The programme also gained a strong following in Australia, possibly as a result of the close connection between the BBC and Australia's major public broadcaster, the ABC. The latest repeat of the classic series in Australia ran from September 2003 to February 2006.

The series also has a fan base in the United States, where it was shown in syndication from the 1970s to the 1990s, particularly on PBS stations (see Doctor Who in America). New Zealand was the first country outside the UK to screen Doctor Who beginning in September 1964, and continued to screen the series for many years. In Canada, the series debuted in January 1965, but the CBC only aired the first twenty-six episodes. TVOntario picked up the show in the 1976 beginning with Inferno and aired it through to Season 24 in 1991. TVO's schedule ran several years behind the BBC's throughout this period. In the 1970s TVO airings were bookended by a host who would introduce the episode and then, after the episode concluded, try to place it in an educational context in keeping with TVO's status as an educational channel. The airing of The Talons of Weng Chiang resulted in controversy for TVOntario as a result of accusations that the story was racist. Consequently the story was not rebroadcast.

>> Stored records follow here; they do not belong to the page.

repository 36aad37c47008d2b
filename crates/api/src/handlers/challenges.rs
//! Daily challenge retrieval, generation, and completion.

use axum::extract::{Path, State};
use axum::Json;
use devquest_core::error::CoreError;
use devquest_core::rewards::clamp_challenge_bonus;
use devquest_core::streak::day_start;
use devquest_core::types::DbId;
use devquest_db::models::challenge::{Challenge, CreateChallenge};
use devquest_db::repositories::challenge_repo::ChallengeRepo;
use devquest_db::repositories::user_repo::UserRepo;
use serde::Serialize;

use crate::error::AppResult;
use crate::middleware::auth::AuthUser;
use crate::progression::StatsSummary;
use crate::response::DataResponse;
use crate::state::AppState;

#[derive(Debug, Serialize)]
pub struct CompleteChallengeResponse {
    pub challenge: Challenge,
    pub stats: StatsSummary,
    pub xp_awarded: i32,
    pub milestone_message: Option<String>,
}

/// `GET /api/challenges/daily`
///
/// Returns today's open challenge, generating one on first request of the
/// day. Generation is personalized from the user's tech stack and learning
/// goals; when the AI backend is unavailable a deterministic fallback is
/// used, so this endpoint always produces a challenge.
pub async fn daily_challenge(
    State(state): State<AppState>,
    user: AuthUser,
) -> AppResult<Json<DataResponse<Challenge>>> {
    let now = chrono::Utc::now();

    if let Some(existing) =
        ChallengeRepo::find_open_since(&state.pool, user.user_id, day_start(now)).await?
    {
        return Ok(Json(DataResponse { data: existing }));
    }

    let profile = UserRepo::find_by_id(&state.pool, user.user_id)
        .await?
        .ok_or(CoreError::NotFound {
            entity: "user",
            id: user.user_id,
        })?;

    let generated = state
        .ai_client
        .generate_challenge(&profile.tech_stack, &profile.learning_goals)
        .await;

    let challenge = ChallengeRepo::create(
        &state.pool,
        user.user_id,
        &CreateChallenge {
            title: generated.title,
            description: generated.description,
            // Model output is untrusted; hold the bonus to the 50-100 band.
            xp_bonus: clamp_challenge_bonus(generated.xp_bonus),
            kind: generated.kind,
        },
    )
    .await?;

    tracing::info!(user_id = user.user_id, challenge_id = challenge.id, "daily challenge generated");

    Ok(Json(DataResponse { data: challenge }))
}

/// `POST /api/challenges/{id}/complete`
pub async fn complete_challenge(
    State(state): State<AppState>,
    user: AuthUser,
    Path(challenge_id): Path<DbId>,
) -> AppResult<Json<DataResponse<CompleteChallengeResponse>>> {
    let completion = state
        .progression
        .complete_challenge(user.user_id, challenge_id)
        .await?;

    Ok(Json(DataResponse {
        data: CompleteChallengeResponse {
            challenge: completion.challenge,
            stats: completion.stats,
            xp_awarded: completion.xp_awarded,
            milestone_message: completion.milestone_message,
        },
    }))
}
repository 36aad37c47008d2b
//! Authentication primitives: JWT access tokens and password hashing.

pub mod jwt;
pub mod password;
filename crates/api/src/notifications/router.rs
//! Event-to-notification routing.
//!
//! [`NotificationRouter`] subscribes to the domain event bus and pushes each
//! event to WebSocket clients: events carrying a `user_id` go to that user's
//! connections, events without one (leaderboard changes) go to everyone.

use std::sync::Arc;

use axum::extract::ws::Message;
use devquest_events::bus::DomainEvent;
use tokio::sync::broadcast;

use crate::ws::WsManager;

/// Routes domain events to WebSocket clients.
pub struct NotificationRouter {
    ws_manager: Arc<WsManager>,
}

impl NotificationRouter {
    pub fn new(ws_manager: Arc<WsManager>) -> Self {
        Self { ws_manager }
    }

    /// Run the main routing loop.
    ///
    /// Subscribes to the event bus via `receiver` and processes each event.
    /// The loop exits when the channel is closed (i.e. the
    /// [`EventBus`](devquest_events::EventBus) is dropped).
    pub async fn run(self, mut receiver: broadcast::Receiver<DomainEvent>) {
        loop {
            match receiver.recv().await {
                Ok(event) => self.route_event(&event).await,
                Err(broadcast::error::RecvError::Lagged(n)) => {
                    tracing::warn!(skipped = n, "Notification router lagged");
                }
                Err(broadcast::error::RecvError::Closed) => {
                    tracing::info!("Event bus closed, notification router shutting down");
                    break;
                }
            }
        }
    }

    /// Deliver a single event: targeted when it names a user, broadcast
    /// otherwise. Delivery is fire-and-forget; a disconnected client simply
    /// misses the push and reconciles on its next fetch.
    async fn route_event(&self, event: &DomainEvent) {
        let msg = serde_json::json!({
            "type": event.event_type,
            "payload": event.payload,
            "timestamp": event.timestamp,
        });
        let ws_msg = Message::Text(msg.to_string().into());

        match event.user_id {
            Some(user_id) => {
                let delivered = self.ws_manager.send_to_user(user_id, ws_msg).await;
                tracing::debug!(
                    event_type = %event.event_type,
                    user_id,
                    delivered,
                    "Routed event to user connections"
                );
            }
            None => {
                self.ws_manager.broadcast(ws_msg).await;
                tracing::debug!(event_type = %event.event_type, "Broadcast event to all connections");
            }
        }
    }
}
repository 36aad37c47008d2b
//! Router wiring tests that run without a live database.
//!
//! Uses Axum's `tower::ServiceExt` to send requests directly to the router.
//! The pool is created lazily and never connects: every request here is
//! rejected by the bearer-token extractor before any query could run, so a
//! registered protected route answers 401 while an unregistered path
//! answers 404.

use std::sync::Arc;

use axum::body::Body;
use axum::http::{Method, Request, StatusCode};
use tower::ServiceExt;

use devquest_api::auth::jwt::JwtConfig;
use devquest_api::config::ServerConfig;
use devquest_api::progression::ProgressionEngine;
use devquest_api::router::build_app_router;
use devquest_api::state::AppState;
use devquest_api::ws::WsManager;

fn test_app() -> axum::Router {
    let config = ServerConfig {
        host: "127.0.0.1".into(),
        port: 0,
        cors_origins: vec!["http://localhost:5173".into()],
        request_timeout_secs: 5,
        jwt: JwtConfig {
            secret: "test-secret-that-is-long-enough-for-hmac".into(),
            access_token_expiry_mins: 60,
        },
    };

    let pool = devquest_db::DbPool::connect_lazy("postgres://localhost/devquest")
        .expect("lazy pool creation should not fail");
    let event_bus = Arc::new(devquest_events::EventBus::default());
    let progression = Arc::new(ProgressionEngine::new(pool.clone(), Arc::clone(&event_bus)));
    let ai_client = Arc::new(devquest_ai::AiClient::new(devquest_ai::AiConfig {
        api_url: "http://localhost:9".into(),
        api_key: None,
        model: "grok".into(),
    }));

    let state = AppState {
        pool,
        config: Arc::new(config.clone()),
        ws_manager: Arc::new(WsManager::new()),
        event_bus,
        progression,
        ai_client,
    };
    build_app_router(state, &config)
}

async fn status_of(method: Method, uri: &str) -> StatusCode {
    let request = Request::builder()
        .method(method)
        .uri(uri)
        .body(Body::empty())
        .unwrap();
    test_app().oneshot(request).await.unwrap().status()
}

#[tokio::test]
async fn task_routes_are_registered_and_protected() {
    assert_eq!(
        status_of(Method::GET, "/api/tasks").await,
        StatusCode::UNAUTHORIZED
    );
    assert_eq!(
        status_of(Method::GET, "/api/tasks/1").await,
        StatusCode::UNAUTHORIZED
    );
    assert_eq!(
        status_of(Method::DELETE, "/api/tasks/1").await,
        StatusCode::UNAUTHORIZED
    );
    assert_eq!(
        status_of(Method::POST, "/api/tasks/1/complete").await,
        StatusCode::UNAUTHORIZED
    );
}

#[tokio::test]
async fn unknown_route_returns_404() {
    assert_eq!(
        status_of(Method::GET, "/api/tasks/1/bogus").await,
        StatusCode::NOT_FOUND
    );
}

#[tokio::test]
async fn stats_and_leaderboard_routes_are_registered() {
    assert_eq!(
        status_of(Method::GET, "/api/achievements/stats").await,
        StatusCode::UNAUTHORIZED
    );
    assert_eq!(
        status_of(Method::GET, "/api/leaderboard").await,
        StatusCode::UNAUTHORIZED
    );
    assert_eq!(
        status_of(Method::GET, "/api/learn/resources/1").await,
        StatusCode::UNAUTHORIZED
    );
}
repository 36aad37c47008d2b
use axum::extract::State;
use axum::{routing::get, Json, Router};
use serde::Serialize;

use crate::state::AppState;

/// Health check response payload.
#[derive(Serialize)]
pub struct HealthResponse {
    /// Overall service status.
    pub status: &'static str,
    /// Crate version from Cargo.toml.
    pub version: &'static str,
    /// Whether the database is reachable.
    pub db_healthy: bool,
}

/// GET /health -- returns service and database health.
async fn health_check(State(state): State<AppState>) -> Json<HealthResponse> {
    let db_healthy = devquest_db::health_check(&state.pool).await.is_ok();

    let status = if db_healthy { "ok" } else { "degraded" };

    Json(HealthResponse {
        status,
        version: env!("CARGO_PKG_VERSION"),
        db_healthy,
    })
}

/// Mount health check routes (intended for root-level, NOT under `/api`).
pub fn router() -> Router<AppState> {
    Router::new().route("/health", get(health_check))
}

Only four episodes have ever had their premiere showings on channels other than BBC One. The 1983 twentieth anniversary special The Five Doctors had its debut on November 23 (the actual date of the anniversary) on the Chicago PBS station WTTW in the United States and various other PBS members two days prior to its BBC One broadcast. The 1988 story Silver Nemesis was broadcast with all three episodes edited together in compilation form on TVNZ in New Zealand in November, after the first episode had been shown in the UK but before the final two instalments had aired there. Finally, the 1996 television movie premiered on May 12 on CITV in Edmonton, Canada, fifteen days before the BBC One showing, and two days before it aired on Fox in the USA.

A wide selection of serials is available from BBC Video on VHS and DVD, on sale in the United Kingdom, Australia, and the United States. Every fully extant serial has been released on VHS, and BBC Worldwide continues to regularly release serials on DVD.

Doctor Who has always appeared on the BBC's mainstream BBC One channel, drawing audiences of many millions of viewers. The BBC One broadcast of Rose, the first episode of the 2005 revival, drew an average audience of 10.81 million, third highest for BBC One that week and seventh across all channels. The 2005 series had an average audience of 7.95 million viewers, and the 2006 series achieved an average audience of about 7.71 million in the context of declining year-to-year viewership for all television channels. The episode Rise of the Cybermen managed sixth place in the charts across the week with 9.22 million viewers.[15]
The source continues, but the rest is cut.